Exercise directions: Where does the word "DotIndicators" show up in the records? Copy every line that has it.

◆ ◆ ◆

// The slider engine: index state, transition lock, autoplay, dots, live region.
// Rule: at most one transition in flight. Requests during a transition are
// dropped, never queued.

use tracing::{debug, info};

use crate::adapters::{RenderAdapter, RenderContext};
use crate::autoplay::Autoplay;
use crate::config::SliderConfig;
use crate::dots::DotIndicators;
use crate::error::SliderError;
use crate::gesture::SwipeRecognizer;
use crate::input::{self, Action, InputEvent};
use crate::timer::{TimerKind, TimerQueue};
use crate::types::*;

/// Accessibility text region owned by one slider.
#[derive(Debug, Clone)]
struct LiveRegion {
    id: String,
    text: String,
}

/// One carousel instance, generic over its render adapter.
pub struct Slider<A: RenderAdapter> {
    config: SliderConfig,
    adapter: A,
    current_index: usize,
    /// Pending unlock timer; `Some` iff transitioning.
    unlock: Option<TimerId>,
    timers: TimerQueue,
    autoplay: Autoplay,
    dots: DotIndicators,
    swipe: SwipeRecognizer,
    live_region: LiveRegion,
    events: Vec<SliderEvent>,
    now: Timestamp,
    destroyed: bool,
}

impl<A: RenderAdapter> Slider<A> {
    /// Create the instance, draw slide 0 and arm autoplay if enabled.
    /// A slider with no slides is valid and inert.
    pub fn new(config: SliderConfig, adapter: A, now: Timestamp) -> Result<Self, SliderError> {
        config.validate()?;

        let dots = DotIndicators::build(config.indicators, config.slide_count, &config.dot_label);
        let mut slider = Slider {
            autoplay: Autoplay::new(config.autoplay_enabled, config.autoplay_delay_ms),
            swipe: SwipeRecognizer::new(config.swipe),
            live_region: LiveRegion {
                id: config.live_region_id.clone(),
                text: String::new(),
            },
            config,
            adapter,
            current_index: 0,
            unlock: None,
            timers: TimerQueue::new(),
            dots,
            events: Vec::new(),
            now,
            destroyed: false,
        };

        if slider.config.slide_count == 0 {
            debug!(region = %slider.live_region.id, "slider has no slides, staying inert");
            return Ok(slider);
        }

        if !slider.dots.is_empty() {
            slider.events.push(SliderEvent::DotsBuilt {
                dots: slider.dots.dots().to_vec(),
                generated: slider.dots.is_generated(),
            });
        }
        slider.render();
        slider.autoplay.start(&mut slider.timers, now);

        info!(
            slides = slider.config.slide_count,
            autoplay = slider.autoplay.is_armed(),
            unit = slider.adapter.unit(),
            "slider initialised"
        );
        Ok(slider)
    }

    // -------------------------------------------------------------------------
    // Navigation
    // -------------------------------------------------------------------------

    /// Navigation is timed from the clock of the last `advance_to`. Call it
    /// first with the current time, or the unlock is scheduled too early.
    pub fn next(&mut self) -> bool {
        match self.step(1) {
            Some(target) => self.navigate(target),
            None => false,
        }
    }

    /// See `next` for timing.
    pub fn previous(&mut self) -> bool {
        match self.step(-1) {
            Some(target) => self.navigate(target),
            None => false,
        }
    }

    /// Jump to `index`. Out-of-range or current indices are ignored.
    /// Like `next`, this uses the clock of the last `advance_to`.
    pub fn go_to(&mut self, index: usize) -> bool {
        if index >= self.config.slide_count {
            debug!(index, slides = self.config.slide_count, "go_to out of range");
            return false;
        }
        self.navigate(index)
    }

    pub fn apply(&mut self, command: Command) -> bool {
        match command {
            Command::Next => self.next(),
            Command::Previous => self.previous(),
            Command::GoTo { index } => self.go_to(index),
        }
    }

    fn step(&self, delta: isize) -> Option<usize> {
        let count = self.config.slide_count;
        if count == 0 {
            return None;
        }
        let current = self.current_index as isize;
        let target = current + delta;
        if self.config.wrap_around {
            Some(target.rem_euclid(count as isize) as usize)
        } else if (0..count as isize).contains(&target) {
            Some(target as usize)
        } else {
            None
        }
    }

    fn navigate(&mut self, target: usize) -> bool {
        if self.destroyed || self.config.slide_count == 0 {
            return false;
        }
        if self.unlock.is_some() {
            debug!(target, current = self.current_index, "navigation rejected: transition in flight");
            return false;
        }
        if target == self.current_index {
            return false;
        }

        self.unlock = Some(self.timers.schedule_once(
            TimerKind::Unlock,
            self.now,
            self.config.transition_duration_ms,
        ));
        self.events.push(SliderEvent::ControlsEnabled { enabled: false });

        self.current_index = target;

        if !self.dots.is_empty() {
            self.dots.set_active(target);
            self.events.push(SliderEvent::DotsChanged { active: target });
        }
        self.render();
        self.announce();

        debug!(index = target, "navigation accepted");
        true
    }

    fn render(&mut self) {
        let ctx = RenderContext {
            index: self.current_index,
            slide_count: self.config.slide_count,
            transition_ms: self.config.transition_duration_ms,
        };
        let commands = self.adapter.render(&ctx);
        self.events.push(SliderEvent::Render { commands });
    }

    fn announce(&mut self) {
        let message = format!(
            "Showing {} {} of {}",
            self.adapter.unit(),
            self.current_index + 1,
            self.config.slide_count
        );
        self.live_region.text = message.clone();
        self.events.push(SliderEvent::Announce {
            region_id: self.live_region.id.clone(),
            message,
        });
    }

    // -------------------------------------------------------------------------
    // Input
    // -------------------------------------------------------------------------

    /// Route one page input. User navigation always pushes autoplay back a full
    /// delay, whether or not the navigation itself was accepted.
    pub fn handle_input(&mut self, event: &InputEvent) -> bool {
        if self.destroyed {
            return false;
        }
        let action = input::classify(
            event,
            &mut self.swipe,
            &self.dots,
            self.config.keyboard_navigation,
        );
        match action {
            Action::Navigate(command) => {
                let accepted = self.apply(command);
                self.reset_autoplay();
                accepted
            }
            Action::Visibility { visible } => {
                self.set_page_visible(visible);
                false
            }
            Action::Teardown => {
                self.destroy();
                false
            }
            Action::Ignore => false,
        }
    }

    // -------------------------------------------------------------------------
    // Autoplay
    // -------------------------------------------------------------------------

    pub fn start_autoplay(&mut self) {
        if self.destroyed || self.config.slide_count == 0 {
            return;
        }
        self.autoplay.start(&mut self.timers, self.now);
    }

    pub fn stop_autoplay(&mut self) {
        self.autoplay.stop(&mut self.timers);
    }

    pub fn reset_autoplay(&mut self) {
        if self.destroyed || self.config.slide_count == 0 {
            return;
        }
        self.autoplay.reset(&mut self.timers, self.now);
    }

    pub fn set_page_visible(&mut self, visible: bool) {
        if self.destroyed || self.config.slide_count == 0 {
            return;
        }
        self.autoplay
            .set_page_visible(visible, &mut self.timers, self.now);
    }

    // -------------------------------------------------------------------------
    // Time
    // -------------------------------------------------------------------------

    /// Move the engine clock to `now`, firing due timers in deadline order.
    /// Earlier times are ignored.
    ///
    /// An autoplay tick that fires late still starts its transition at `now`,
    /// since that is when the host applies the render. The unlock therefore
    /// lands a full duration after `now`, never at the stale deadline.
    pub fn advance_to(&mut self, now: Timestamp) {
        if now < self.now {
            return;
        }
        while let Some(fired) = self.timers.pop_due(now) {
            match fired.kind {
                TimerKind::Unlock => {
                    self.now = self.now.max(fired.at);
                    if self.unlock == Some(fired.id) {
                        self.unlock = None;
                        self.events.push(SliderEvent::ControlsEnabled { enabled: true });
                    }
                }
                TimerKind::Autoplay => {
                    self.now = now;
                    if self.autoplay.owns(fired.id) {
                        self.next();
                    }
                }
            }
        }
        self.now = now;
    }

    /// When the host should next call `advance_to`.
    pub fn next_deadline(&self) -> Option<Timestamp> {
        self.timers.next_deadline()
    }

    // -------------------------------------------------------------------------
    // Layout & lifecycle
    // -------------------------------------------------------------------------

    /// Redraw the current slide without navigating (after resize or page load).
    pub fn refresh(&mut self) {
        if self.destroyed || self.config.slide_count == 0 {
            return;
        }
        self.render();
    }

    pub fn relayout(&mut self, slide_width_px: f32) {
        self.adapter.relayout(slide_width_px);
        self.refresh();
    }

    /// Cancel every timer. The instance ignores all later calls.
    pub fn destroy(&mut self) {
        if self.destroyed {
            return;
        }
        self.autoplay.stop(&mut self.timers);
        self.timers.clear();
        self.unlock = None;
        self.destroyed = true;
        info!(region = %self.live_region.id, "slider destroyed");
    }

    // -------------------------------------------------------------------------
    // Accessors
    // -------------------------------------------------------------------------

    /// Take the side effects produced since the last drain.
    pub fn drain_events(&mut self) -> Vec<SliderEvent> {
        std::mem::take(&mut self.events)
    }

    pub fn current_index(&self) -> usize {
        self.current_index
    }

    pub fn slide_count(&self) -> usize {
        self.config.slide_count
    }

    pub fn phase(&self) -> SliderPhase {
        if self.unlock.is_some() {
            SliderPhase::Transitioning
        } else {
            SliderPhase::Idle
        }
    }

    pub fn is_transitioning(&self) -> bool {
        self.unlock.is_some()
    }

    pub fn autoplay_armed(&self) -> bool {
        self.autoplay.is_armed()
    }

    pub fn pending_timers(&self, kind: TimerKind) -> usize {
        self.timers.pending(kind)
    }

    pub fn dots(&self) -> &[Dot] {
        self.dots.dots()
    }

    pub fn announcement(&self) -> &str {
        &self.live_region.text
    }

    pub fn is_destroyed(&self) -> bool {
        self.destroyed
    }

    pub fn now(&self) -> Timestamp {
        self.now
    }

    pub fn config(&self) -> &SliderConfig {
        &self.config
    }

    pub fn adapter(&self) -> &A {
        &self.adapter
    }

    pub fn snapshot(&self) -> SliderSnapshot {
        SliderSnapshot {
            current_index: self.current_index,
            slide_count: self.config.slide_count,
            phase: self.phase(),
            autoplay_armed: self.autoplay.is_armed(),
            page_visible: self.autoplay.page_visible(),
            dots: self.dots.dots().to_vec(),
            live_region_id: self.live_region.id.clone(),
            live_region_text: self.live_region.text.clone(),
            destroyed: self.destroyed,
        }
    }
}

◆ ◆ ◆

Result of this task:
use crate::dots::DotIndicators;
    dots: DotIndicators,
        let dots = DotIndicators::build(config.indicators, config.slide_count, &config.dot_label);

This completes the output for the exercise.